> [What the task asks] Every line in the records below between the one holding "pub fn with_explanation()" and the one holding "pub fn form_fields(&self)", inclusive, is to be set down exactly; all other lines are to be left out.

> [Provided information]

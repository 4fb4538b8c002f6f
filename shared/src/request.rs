use image::ImageFormat;
use std::fmt;
use std::fs;
use std::io;
use std::path::Path;

pub const MAX_IMAGE_SIZE: usize = 10 * 1024 * 1024;
pub const MAX_BATCH_SIZE: usize = 10;
pub const SUPPORTED_MIME_TYPES: [&str; 5] = [
    "image/jpeg",
    "image/jpg",
    "image/png",
    "image/bmp",
    "image/tiff",
];

#[derive(Debug, Clone, PartialEq, Eq, thiserror::Error)]
pub enum ValidationError {
    #[error("Please select a valid image file (JPEG, PNG, BMP, or TIFF)")]
    UnsupportedType(String),
    #[error("Image size must be less than 10MB")]
    TooLarge(usize),
    #[error("No images provided")]
    EmptyBatch,
    #[error("Maximum 10 images allowed per batch")]
    BatchTooLarge(usize),
    #[error("Please enter a valid pincode")]
    MissingPincode,
    #[error("Please enter a valid 6-digit pincode")]
    InvalidPincode,
}

/// An image picked by the user, held in memory until it is uploaded.
#[derive(Clone, PartialEq)]
pub struct ImageUpload {
    pub file_name: String,
    pub mime_type: String,
    pub bytes: Vec<u8>,
}

impl fmt::Debug for ImageUpload {
    fn fmt(&self, f: &mut fmt::Formatter<'_>) -> fmt::Result {
        f.debug_struct("ImageUpload")
            .field("file_name", &self.file_name)
            .field("mime_type", &self.mime_type)
            .field("size", &self.bytes.len())
            .finish()
    }
}

impl ImageUpload {
    pub fn new(file_name: impl Into<String>, mime_type: impl Into<String>, bytes: Vec<u8>) -> Self {
        Self {
            file_name: file_name.into(),
            mime_type: normalize_mime(&mime_type.into()),
            bytes,
        }
    }

    /// The MIME type as sent on the wire, whatever casing or padding the field holds.
    pub fn content_type(&self) -> String {
        normalize_mime(&self.mime_type)
    }

    /// Reads a file from disk. The MIME type is sniffed from the content first
    /// and falls back to the extension, the way a browser fills `File.type`.
    pub fn from_path(path: &Path) -> io::Result<Self> {
        let bytes = fs::read(path)?;
        let file_name = path
            .file_name()
            .map(|name| name.to_string_lossy().into_owned())
            .unwrap_or_else(|| "image".to_string());
        let mime_type = sniff_mime_type(path, &bytes);
        Ok(Self::new(file_name, mime_type, bytes))
    }

    pub fn size(&self) -> usize {
        self.bytes.len()
    }

    pub fn validate(&self) -> Result<(), ValidationError> {
        let supported = SUPPORTED_MIME_TYPES.contains(&self.content_type().as_str());
        if !supported {
            return Err(ValidationError::UnsupportedType(self.mime_type.clone()));
        }

        if self.size() > MAX_IMAGE_SIZE {
            return Err(ValidationError::TooLarge(self.size()));
        }

        Ok(())
    }
}

pub fn validate_batch(images: &[ImageUpload]) -> Result<(), ValidationError> {
    if images.is_empty() {
        return Err(ValidationError::EmptyBatch);
    }
    if images.len() > MAX_BATCH_SIZE {
        return Err(ValidationError::BatchTooLarge(images.len()));
    }
    images.iter().try_for_each(ImageUpload::validate)
}

fn normalize_mime(mime: &str) -> String {
    mime.trim().to_ascii_lowercase()
}

fn sniff_mime_type(path: &Path, bytes: &[u8]) -> String {
    image::guess_format(bytes)
        .or_else(|_| ImageFormat::from_path(path))
        .map(|format| format.to_mime_type().to_string())
        .unwrap_or_else(|_| "application/octet-stream".to_string())
}

/// Optional context forwarded with a `/predict` call.
#[derive(Debug, Clone, Default, PartialEq)]
pub struct DetectionOptions {
    pub include_explanation: Option<bool>,
    pub weather_humidity: Option<f32>,
    pub weather_temperature: Option<f32>,
    pub weather_rainfall: Option<f32>,
    pub growth_stage: Option<String>,
}

impl DetectionOptions {
    pub fn with_explanation() -> Self {
        Self {
            include_explanation: Some(true),
            ..Self::default()
        }
    }

    /// Multipart text fields, in the order the service documents them.
    pub fn form_fields(&self) -> Vec<(&'static str, String)> {
        let mut fields = Vec::new();
        if let Some(include) = self.include_explanation {
            fields.push(("include_explanation", include.to_string()));
        }
        if let Some(humidity) = self.weather_humidity {
            fields.push(("weather_humidity", humidity.to_string()));
        }
        if let Some(temperature) = self.weather_temperature {
            fields.push(("weather_temperature", temperature.to_string()));
        }
        if let Some(rainfall) = self.weather_rainfall {
            fields.push(("weather_rainfall", rainfall.to_string()));
        }
        if let Some(stage) = self.growth_stage.as_deref().filter(|s| !s.is_empty()) {
            fields.push(("growth_stage", stage.to_string()));
        }
        fields
    }
}
use std::env;
use std::time::Duration;
use url::Url;

pub const DEFAULT_DISEASE_API_URL: &str = "http://localhost:1234";
pub const DEFAULT_BACKEND_URL: &str = "http://localhost:3001";

pub const HEALTH_CHECK_TIMEOUT: Duration = Duration::from_secs(5);
pub const REQUEST_TIMEOUT: Duration = Duration::from_secs(30);
pub const METADATA_TIMEOUT: Duration = Duration::from_secs(10);
pub const REPORT_TIMEOUT: Duration = Duration::from_secs(10);

#[derive(Debug, thiserror::Error)]
pub enum ConfigError {
    #[error("Invalid URL in {key}: {source}")]
    InvalidUrl {
        key: &'static str,
        source: url::ParseError,
    },
    #[error("Unsupported URL scheme in {key}: {scheme}")]
    UnsupportedScheme { key: &'static str, scheme: String },
    #[error("Invalid value for {key}: {value}")]
    InvalidNumber { key: &'static str, value: String },
}

/// Endpoints and per-call timeouts, resolved once before any client is built.
#[derive(Debug, Clone, PartialEq)]
pub struct ClientConfig {
    pub disease_api_url: String,
    pub backend_url: String,
    pub health_timeout: Duration,
    pub request_timeout: Duration,
    pub metadata_timeout: Duration,
    pub report_timeout: Duration,
}

impl Default for ClientConfig {
    fn default() -> Self {
        Self {
            disease_api_url: DEFAULT_DISEASE_API_URL.to_string(),
            backend_url: DEFAULT_BACKEND_URL.to_string(),
            health_timeout: HEALTH_CHECK_TIMEOUT,
            request_timeout: REQUEST_TIMEOUT,
            metadata_timeout: METADATA_TIMEOUT,
            report_timeout: REPORT_TIMEOUT,
        }
    }
}

impl ClientConfig {
    pub fn from_env() -> Result<Self, ConfigError> {
        Self::from_lookup(|key| env::var(key).ok())
    }

    /// Builds the config from any key lookup. Blank values count as unset.
    pub fn from_lookup<F>(lookup: F) -> Result<Self, ConfigError>
    where
        F: Fn(&str) -> Option<String>,
    {
        let read = |key: &str| lookup(key).filter(|value| !value.trim().is_empty());
        let mut config = Self::default();

        if let Some(url) = read("DISEASE_API_URL") {
            config.disease_api_url = normalize_url("DISEASE_API_URL", &url)?;
        }
        if let Some(url) = read("BACKEND_URL") {
            config.backend_url = normalize_url("BACKEND_URL", &url)?;
        }
        if let Some(secs) = read("DISEASE_API_TIMEOUT_SECS") {
            let parsed = secs
                .trim()
                .parse::<u64>()
                .ok()
                .filter(|secs| *secs > 0)
                .ok_or(ConfigError::InvalidNumber {
                    key: "DISEASE_API_TIMEOUT_SECS",
                    value: secs.clone(),
                })?;
            config.request_timeout = Duration::from_secs(parsed);
        }

        log::debug!(
            "Disease API at {}, backend at {}",
            config.disease_api_url,
            config.backend_url
        );
        Ok(config)
    }

    /// Batch uploads get twice the single-image budget.
    pub fn batch_timeout(&self) -> Duration {
        self.request_timeout * 2
    }
}

fn normalize_url(key: &'static str, raw: &str) -> Result<String, ConfigError> {
    let url = Url::parse(raw.trim()).map_err(|source| ConfigError::InvalidUrl { key, source })?;
    match url.scheme() {
        "http" | "https" => Ok(url.as_str().trim_end_matches('/').to_string()),
        scheme => Err(ConfigError::UnsupportedScheme {
            key,
            scheme: scheme.to_string(),
        }),
    }
}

> [Result of the task]
    pub fn with_explanation() -> Self {
        Self {
            include_explanation: Some(true),
            ..Self::default()
        }
    }

    /// Multipart text fields, in the order the service documents them.
    pub fn form_fields(&self) -> Vec<(&'static str, String)> {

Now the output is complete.